FIG. 3 is a cross-sectional view of a variant embodiment of the display assembly 1 according to the invention illustrated in FIG. 1. Designated as a whole by the general reference numeral 100, the display assembly illustrated in FIG. 3 includes a liquid crystal display cell 102 disposed above an OLED display cell 104. Liquid crystal display cell 102 is a single polarizer cell whose liquid crystals are vertically aligned. Liquid crystal display cell 102 includes a front substrate 106 arranged on the side of the observer 4 and a rear substrate 108 which extends parallel to and remote from front substrate 106. Front substrate 106 and rear substrate 108 are joined to each other by a sealing frame 110 which delimits a closed volume for containing liquid crystals 112 which are vertically aligned. Transparent electrodes 114 are arranged on the lower face of front substrate 106 and transparent counter electrodes 116 are arranged on the upper face of rear substrate 108.

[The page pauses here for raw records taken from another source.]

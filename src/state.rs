//! # Session State & Input Transitions
//!
//! All mutable state of a magnifier session lives in [`SessionState`], and
//! every input event is a closed [`InputEvent`] variant. Each event maps to
//! exactly one [`Action`] telling the session loop what to do next, which
//! keeps the whole transition table testable without a display connection.

use crate::config::{MIN_CAPTURE, MagnifierConfig};
use crate::processing::geometry::DisplayBounds;

/// The screen coordinate the capture rectangle is centered on.
#[derive(Debug, Clone, Copy, PartialEq, Eq)]
pub struct FocalPoint {
    pub x: i32,
    pub y: i32,
}

/// Current magnification factor and the capture size derived from it.
///
/// Invariant: `capture_size * ratio == output_size`, `ratio >= 1` and
/// `capture_size >= MIN_CAPTURE`. The two zoom guards below are the only
/// protection against degenerate rectangles, so they are the only way to
/// mutate this struct.
#[derive(Debug, Clone, Copy, PartialEq, Eq)]
pub struct ZoomState {
    ratio: u32,
    capture_size: u32,
    output_size: u32,
}

impl ZoomState {
    pub fn new(output_size: u32, ratio: u32) -> Self {
        Self {
            ratio,
            capture_size: output_size / ratio,
            output_size,
        }
    }

    pub fn ratio(&self) -> u32 {
        self.ratio
    }

    pub fn capture_size(&self) -> u32 {
        self.capture_size
    }

    /// Double the ratio, refusing once the capture region would shrink
    /// below `MIN_CAPTURE`. Returns whether anything changed.
    pub fn zoom_in(&mut self) -> bool {
        if self.capture_size <= MIN_CAPTURE {
            return false;
        }
        self.ratio *= 2;
        self.capture_size = self.output_size / self.ratio;
        true
    }

    /// Halve the ratio, refusing below 1. Returns whether anything changed.
    pub fn zoom_out(&mut self) -> bool {
        if self.ratio < 2 {
            return false;
        }
        self.ratio /= 2;
        self.capture_size = self.output_size / self.ratio;
        true
    }
}

/// Top-left corner of the output window in root coordinates.
#[derive(Debug, Clone, Copy, PartialEq, Eq)]
pub struct WindowPosition {
    pub x: i32,
    pub y: i32,
}

/// Semantic key, resolved from the server's keyboard mapping by the
/// backend so the transition table never matches raw keycodes.
#[derive(Debug, Clone, Copy, PartialEq, Eq)]
pub enum Key {
    Escape,
    Quit,
    Left,
    Right,
    Up,
    Down,
    Other,
}

/// One input event delivered by the display backend.
#[derive(Debug, Clone, Copy, PartialEq, Eq)]
pub enum InputEvent {
    PointerMoved { x: i32, y: i32 },
    KeyPressed(Key),
    ButtonPressed { button: u8, x: i32, y: i32 },
    Exposed,
}

/// What the session loop should do after applying an event.
#[derive(Debug, Clone, Copy, PartialEq, Eq)]
pub enum Action {
    None,
    Render,
    MoveWindow(WindowPosition),
    Terminate,
}

/// Mutable state of one magnifier session.
pub struct SessionState {
    pub focal: FocalPoint,
    pub zoom: ZoomState,
    pub window: WindowPosition,
    bounds: DisplayBounds,
    window_size: i32,
    margin: i32,
}

impl SessionState {
    pub fn new(
        config: &MagnifierConfig,
        bounds: DisplayBounds,
        focal: FocalPoint,
        window: WindowPosition,
    ) -> Self {
        Self {
            focal,
            zoom: ZoomState::new(config.output_size, config.initial_ratio),
            window,
            bounds,
            window_size: config.window_size() as i32,
            margin: config.margin,
        }
    }

    /// Apply one input event and report the follow-up action.
    ///
    /// Events are processed in delivery order; zoom transitions that hit a
    /// guard still count as handled but trigger no render.
    pub fn apply(&mut self, event: InputEvent) -> Action {
        match event {
            InputEvent::PointerMoved { x, y } => {
                self.focal = FocalPoint { x, y };
                Action::Render
            }
            InputEvent::KeyPressed(Key::Escape) | InputEvent::KeyPressed(Key::Quit) => {
                Action::Terminate
            }
            InputEvent::KeyPressed(Key::Right) => {
                self.focal.x += 1;
                Action::Render
            }
            InputEvent::KeyPressed(Key::Left) => {
                self.focal.x -= 1;
                Action::Render
            }
            InputEvent::KeyPressed(Key::Up) => {
                self.focal.y -= 1;
                Action::Render
            }
            InputEvent::KeyPressed(Key::Down) => {
                self.focal.y += 1;
                Action::Render
            }
            InputEvent::KeyPressed(Key::Other) => Action::None,
            InputEvent::Exposed => Action::Render,
            InputEvent::ButtonPressed { button: 4, .. } => {
                if self.zoom.zoom_in() {
                    Action::Render
                } else {
                    Action::None
                }
            }
            InputEvent::ButtonPressed { button: 5, .. } => {
                if self.zoom.zoom_out() {
                    Action::Render
                } else {
                    Action::None
                }
            }
            InputEvent::ButtonPressed { button: 3, x, y } => {
                self.window = self.recenter(x, y);
                Action::MoveWindow(self.window)
            }
            InputEvent::ButtonPressed { .. } => Action::Terminate,
        }
    }

    /// Window position centered on a click, clamped so the whole window
    /// stays on screen with the configured margin.
    fn recenter(&self, x: i32, y: i32) -> WindowPosition {
        let clamp = |v: i32, limit: i32| {
            v.min(limit - self.window_size - self.margin).max(self.margin)
        };
        WindowPosition {
            x: clamp(x - self.window_size / 2, self.bounds.width as i32),
            y: clamp(y - self.window_size / 2, self.bounds.height as i32),
        }
    }
}
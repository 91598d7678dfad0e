//! # Session Loop
//!
//! Ties the magnifier together: a single-threaded polling loop that tracks
//! the pointer, drains input events through the state machine, renders when
//! asked to, and sleeps a little each tick so an idle magnifier costs
//! nearly no CPU.
//!
//! The loop has two states, running and terminated. Termination comes only
//! from the state machine (quit key or an unrecognized button); the backend
//! releases its windowing resources when the session is dropped.

use std::thread;
use std::time::Duration;

use tracing::{debug, info};

use crate::capture::DisplayBackend;
use crate::config::MagnifierConfig;
use crate::error::Result;
use crate::render::Renderer;
use crate::state::{Action, FocalPoint, SessionState, WindowPosition};

/// Loop state after one tick.
#[derive(Debug, Clone, Copy, PartialEq, Eq)]
pub enum LoopStatus {
    Running,
    Terminated,
}

/// One magnifier session over a display backend.
pub struct Session<D: DisplayBackend> {
    backend: D,
    state: SessionState,
    renderer: Renderer,
    tick: Duration,
    last_pointer: Option<(i32, i32)>,
    pending_render: bool,
}

impl<D: DisplayBackend> Session<D> {
    /// Build a session: validates the configuration and seeds the focal
    /// point from an initial pointer query.
    pub fn new(mut backend: D, config: &MagnifierConfig) -> Result<Self> {
        config.validate()?;

        let bounds = backend.bounds();
        let (x, y) = backend.pointer_position()?;
        let window_size = config.window_size() as i32;
        let window = WindowPosition {
            x: bounds.width as i32 - (window_size + config.margin),
            y: bounds.height as i32 - (window_size + config.margin),
        };
        let state = SessionState::new(config, bounds, FocalPoint { x, y }, window);

        Ok(Self {
            backend,
            state,
            renderer: Renderer::new(config),
            tick: config.tick,
            last_pointer: None,
            pending_render: false,
        })
    }

    /// Current session state, for inspection in tests.
    pub fn state(&self) -> &SessionState {
        &self.state
    }

    /// Run until terminated. Returns Ok on a user-initiated shutdown.
    pub fn run(&mut self) -> Result<()> {
        info!(
            ratio = self.state.zoom.ratio(),
            capture = self.state.zoom.capture_size(),
            "session started"
        );
        while self.tick_once()? == LoopStatus::Running {
            thread::sleep(self.tick);
        }
        info!("session terminated");
        Ok(())
    }

    /// One loop iteration: poll the pointer, then drain pending events.
    ///
    /// A frame skipped by a recoverable capture failure leaves a render
    /// pending, so the next tick retries even when the pointer holds
    /// still and no event arrives.
    pub fn tick_once(&mut self) -> Result<LoopStatus> {
        let pointer = self.backend.pointer_position()?;
        if self.last_pointer != Some(pointer) {
            let (x, y) = pointer;
            self.state.focal = FocalPoint { x, y };
            self.last_pointer = Some(pointer);
            self.pending_render = true;
        }
        if self.pending_render {
            self.render()?;
        }

        while let Some(event) = self.backend.poll_event()? {
            match self.state.apply(event) {
                Action::None => {}
                Action::Render => self.render()?,
                Action::MoveWindow(pos) => self.backend.move_window(pos)?,
                Action::Terminate => {
                    debug!(?event, "terminating");
                    return Ok(LoopStatus::Terminated);
                }
            }
        }

        Ok(LoopStatus::Running)
    }

    fn render(&mut self) -> Result<()> {
        let presented = self.renderer.render(&mut self.backend, &self.state)?;
        self.pending_render = !presented;
        Ok(())
    }
}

OLED display cell 104 includes a transparent substrate 118 made of glass or of a plastic material and an encapsulation cover 120 which extends parallel to and remote from substrate 118. Substrate 118 and encapsulation cover 120 are joined to each other by a sealing frame 122 which delimits a closed volume shielded from air and humidity to contain a stack of light-emitting layers 124. A transparent upper electrode 126 and a reflective lower electrode 128 are structured on either side of the stack of light-emitting layers 124.

With respect to observer 4, liquid crystal display cell 102 is disposed above OLED display cell 104. Preferably, liquid crystal display cell 102 is bonded on OLED display cell 104 by means of an adhesive layer 130 formed of an adhesive film or of a liquid adhesive layer. The adhesive used to bond liquid crystal display cell 102 on OLED display cell 104 may be transparent or slightly diffusing depending on whether specular or diffuse reflection is required.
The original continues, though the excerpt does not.